[Swan] Libreswan 4.3 | Failing with dropping unexpected IKE_SA_INIT message containing NO_PROPOSAL_CHOSEN notification

Thu Mar 25 19:04:10 UTC 2021

On Thu, 25 Mar 2021, Blue Aquan wrote:

> Server side. Replaced Server's public Ip with 1.2.3.4
> 
> conn MOBILE
> left=1.2.3.4
>      leftsubnet=192.168.0.0/24
>      leftcert=europa.abc.com
>      leftid=@europa.abc.com
>      leftrsasigkey=%cert
>      leftsendcert=always
>      right=%any
>      rightsubnet=0.0.0.0/0

here you use 0.0.0.0/0

> Client side
> 
> conn EUROPA
> left=%defaultroute
> leftcert=ceres.xyz.com
> leftid=%fromcert
> leftrsasigkey=%cert
> leftsubnet=10.10.128.0/24

Here you use 10.10.128.0/24

So on the MOBILE conn, specify rightsubnet=10.10.128.0/24

> leftmodecfgclient=yes
> right=1.2.3.4
> rightsubnet=192.168.0.0/24
> rightid=@europa.abc.com
> rightrsasigkey=%cert
> ikev2=insist
> rekey=yes
> fragmentation=yes
> narrowing=yes
> mobike=yes
> auto=add

> On the client side when an attempt is made.
> 
> # ipsec auto --up EUROPA
> 181 "EUROPA"[2] 1.2.3.4 #5: initiating IKEv2 connection
> 181 "EUROPA"[2] 1.2.3.4 #5: sent IKE_SA_INIT request
> 182 "EUROPA"[2] 1.2.3.4 #5: sent IKE_AUTH request {auth=IKEv2 cipher=AES_GCM_16_256 integ=n/a
> prf=HMAC_SHA2_512 group=MODP2048}
> 002 "EUROPA"[2] 1.2.3.4 #5: certificate verified OK: O=Europa,CN=europa.abc.com
> 002 "EUROPA"[2] 1.2.3.4 #5: IKEv2 mode peer ID is ID_FQDN: '@europa.abc.com'
> 003 "EUROPA"[2] 1.2.3.4 #5: authenticated using RSA with SHA2_512
> 003 "EUROPA"[2] 1.2.3.4 #6: missing v2CP reply, not attempting to setup child SA

That's strange because you do show that you have it configured. Can you
see if fixing the ip range solves this. If not, please send me the
client and matching server logs (privately) so I can have a look?

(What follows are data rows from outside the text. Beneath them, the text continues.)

//! Model predictions keyed by date.

use crate::model::{DS_COLUMN, YHAT_COLUMN, YHAT_LOWER_COLUMN, YHAT_UPPER_COLUMN};
use crate::types::ensure_contiguous;
use crate::types::error::SeriesError;
use crate::types::historical_table::HistoricalTable;
use crate::utils::{read_dates, read_floats};
use chrono::NaiveDate;
use polars::prelude::*;

/// A single predicted day. `lower` and `upper` bound the prediction interval
/// when the model reports one.
#[derive(Debug, Clone, Copy, PartialEq)]
pub struct ForecastPoint {
    pub date: NaiveDate,
    pub predicted: f64,
    pub lower: Option<f64>,
    pub upper: Option<f64>,
}

/// Predictions covering the historical span followed by the forecast horizon.
///
/// Like [`HistoricalTable`], dates are strictly consecutive. Which points lie
/// beyond the historical range is decided by the boundary date, see
/// [`crate::CombinedSeries`].
#[derive(Debug, Clone, Default, PartialEq)]
pub struct ForecastTable {
    points: Vec<ForecastPoint>,
}

impl ForecastTable {
    pub fn new(points: Vec<ForecastPoint>) -> Result<Self, SeriesError> {
        ensure_contiguous(points.iter().map(|p| p.date))?;
        Ok(Self { points })
    }

    /// Reads a model output frame with columns `ds` and `yhat`, plus the
    /// optional interval columns `yhat_lower` and `yhat_upper`.
    ///
    /// # Errors
    ///
    /// * [`SeriesError::Frame`] if a required column is missing or has the wrong type.
    /// * [`SeriesError::NullValue`] if `ds` or `yhat` contains a null.
    /// * [`SeriesError::NotContiguous`] if the dates skip or repeat a day.
    pub fn from_frame(frame: &DataFrame) -> Result<Self, SeriesError> {
        let dates = read_dates(frame, DS_COLUMN)?;
        let predicted = read_floats(frame, YHAT_COLUMN)?;
        let lower = read_optional(frame, YHAT_LOWER_COLUMN)?;
        let upper = read_optional(frame, YHAT_UPPER_COLUMN)?;

        let mut points = Vec::with_capacity(dates.len());
        for (row, (date, value)) in dates.into_iter().zip(predicted).enumerate() {
            let date = date.ok_or(SeriesError::NullValue {
                column: DS_COLUMN,
                row,
            })?;
            let predicted = value.ok_or(SeriesError::NullValue {
                column: YHAT_COLUMN,
                row,
            })?;
            points.push(ForecastPoint {
                date,
                predicted,
                lower: lower.as_ref().and_then(|l| l.get(row).copied().flatten()),
                upper: upper.as_ref().and_then(|u| u.get(row).copied().flatten()),
            });
        }
        Self::new(points)
    }

    pub fn points(&self) -> &[ForecastPoint] {
        &self.points
    }

    pub fn len(&self) -> usize {
        self.points.len()
    }

    pub fn is_empty(&self) -> bool {
        self.points.is_empty()
    }

    pub fn last_date(&self) -> Option<NaiveDate> {
        self.points.last().map(|p| p.date)
    }

    /// Checks that the predictions start on the first observed day and run at
    /// least `horizon` days past the last one.
    pub fn ensure_covers(&self, history: &HistoricalTable, horizon: usize) -> Result<(), SeriesError> {
        let expected = history
            .len()
            .checked_add(horizon)
            .ok_or(SeriesError::HorizonOverflow {
                observed: history.len(),
                horizon,
            })?;
        if self.points.len() < expected {
            return Err(SeriesError::TooShort {
                expected,
                found: self.points.len(),
            });
        }
        match (history.first_date(), self.points.first()) {
            (Some(expected), Some(first)) if first.date != expected => Err(SeriesError::Misaligned {
                expected,
                found: first.date,
            }),
            _ => Ok(()),
        }
    }
}

fn read_optional(frame: &DataFrame, name: &str) -> Result<Option<Vec<Option<f64>>>, SeriesError> {
    if frame.get_column_index(name).is_none() {
        return Ok(None);
    }
    Ok(Some(read_floats(frame, name)?))
}

#[cfg(test)]
mod tests {
    use super::*;
    use crate::types::historical_table::DailyObservation;
    use crate::utils::date_column;

    fn day(d: u32) -> NaiveDate {
        NaiveDate::from_ymd_opt(2024, 1, d).unwrap()
    }

    fn history(days: u32) -> HistoricalTable {
        HistoricalTable::new(
            (1..=days)
                .map(|d| DailyObservation {
                    date: day(d),
                    avg_temp_c: d as f64,
                })
                .collect(),
        )
        .unwrap()
    }

    #[test]
    fn test_from_frame_with_intervals() -> Result<(), Box<dyn std::error::Error>> {
        let frame = DataFrame::new(vec![
            date_column(DS_COLUMN, &[day(1), day(2)])?,
            Column::new(YHAT_COLUMN.into(), vec![1.5, 2.5]),
            Column::new(YHAT_LOWER_COLUMN.into(), vec![1.0, 2.0]),
            Column::new(YHAT_UPPER_COLUMN.into(), vec![2.0, 3.0]),
        ])?;

        let table = ForecastTable::from_frame(&frame)?;
        assert_eq!(table.len(), 2);
        assert_eq!(
            table.points()[1],
            ForecastPoint {
                date: day(2),
                predicted: 2.5,
                lower: Some(2.0),
                upper: Some(3.0),
            }
        );
        Ok(())
    }

    #[test]
    fn test_from_frame_without_intervals() -> Result<(), Box<dyn std::error::Error>> {
        let frame = DataFrame::new(vec![
            date_column(DS_COLUMN, &[day(5)])?,
            Column::new(YHAT_COLUMN.into(), vec![4.0]),
        ])?;

        let table = ForecastTable::from_frame(&frame)?;
        assert_eq!(table.points()[0].lower, None);
        assert_eq!(table.points()[0].upper, None);
        Ok(())
    }

    #[test]
    fn test_from_frame_missing_yhat() -> Result<(), Box<dyn std::error::Error>> {
        let frame = DataFrame::new(vec![date_column(DS_COLUMN, &[day(1)])?])?;
        assert!(matches!(
            ForecastTable::from_frame(&frame),
            Err(SeriesError::Frame(_))
        ));
        Ok(())
    }

    #[test]
    fn test_from_frame_null_prediction() -> Result<(), Box<dyn std::error::Error>> {
        let frame = DataFrame::new(vec![
            date_column(DS_COLUMN, &[day(1), day(2)])?,
            Column::new(YHAT_COLUMN.into(), vec![Some(1.0), None]),
        ])?;
        assert!(matches!(
            ForecastTable::from_frame(&frame),
            Err(SeriesError::NullValue { column: YHAT_COLUMN, row: 1 })
        ));
        Ok(())
    }

    #[test]
    fn test_ensure_covers() {
        let point = |d: u32| ForecastPoint {
            date: day(d),
            predicted: 0.0,
            lower: None,
            upper: None,
        };
        let history = history(3);

        let full = ForecastTable::new((1..=5).map(point).collect()).unwrap();
        assert!(full.ensure_covers(&history, 2).is_ok());

        let short = ForecastTable::new((1..=4).map(point).collect()).unwrap();
        assert!(matches!(
            short.ensure_covers(&history, 2),
            Err(SeriesError::TooShort { expected: 5, found: 4 })
        ));

        let shifted = ForecastTable::new((2..=6).map(point).collect()).unwrap();
        assert!(matches!(
            shifted.ensure_covers(&history, 2),
            Err(SeriesError::Misaligned { .. })
        ));

        assert!(matches!(
            full.ensure_covers(&history, usize::MAX),
            Err(SeriesError::HorizonOverflow { observed: 3, horizon: usize::MAX })
        ));
    }
}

> SK{IDi,CERT,IDr,AUTH,CP,SA,TSi,TSr,N}
> Mar 25 20:18:03.452836: "MOBILE"[3] 6.7.8.9 #9: certificate verified OK: O=Europa,CN=ceres.xyz.com
> Mar 25 20:18:03.452857: "MOBILE"[3] 6.7.8.9 #9: certificate subjectAltName extension does not match
> ID_IPV4_ADDR '6.7.8.9'
> Mar 25 20:18:03.452862: "MOBILE"[3] 6.7.8.9 #9: Peer CERT payload SubjectAltName does not match peer
> ID for this connection
> Mar 25 20:18:03.452880: "MOBILE"[3] 6.7.8.9 #9: X509: connection failed due to unmatched IKE ID in
> certificate SAN

Did you put any subjectAltName in the certificate? Then use that as the
leftid= instead of %fromcert. If you have a recent libreswan, you can
disable this check using require-id-on-certificate=no

> Mar 25 20:18:03.452964: "MOBILE"[4] 6.7.8.9 #9: IKEv2 mode peer ID is ID_DER_ASN1_DN:
> 'CN=ceres.xyz.com, O=Europa'
> Mar 25 20:18:03.453185: "MOBILE"[4] 6.7.8.9 #9: authenticated using RSA with SHA2_512

weird that it succeeded later? Are you sure you weren't looking at older
logs from previous attempts?

Also, be aware that you have the exclude NAT for packets from
10.10.128.0/24 <-> 192.168.0.0/24 if these libreswan machines also do
NAT. Otherwise these packets will be SNAT'ed before the IPsec matching
for source/dest, and will no longer match the tunnel policy, and go out
SNAT'ed and in the clear.

eg something like:

iptables -I POSTROUTING -t nat -s 10.10.128.0/24 -d 192.168.0.0/24 -j return
iptables -I POSTROUTING -t nat -d 10.10.128.0/24 -s 192.168.0.0/24 -j return

Paul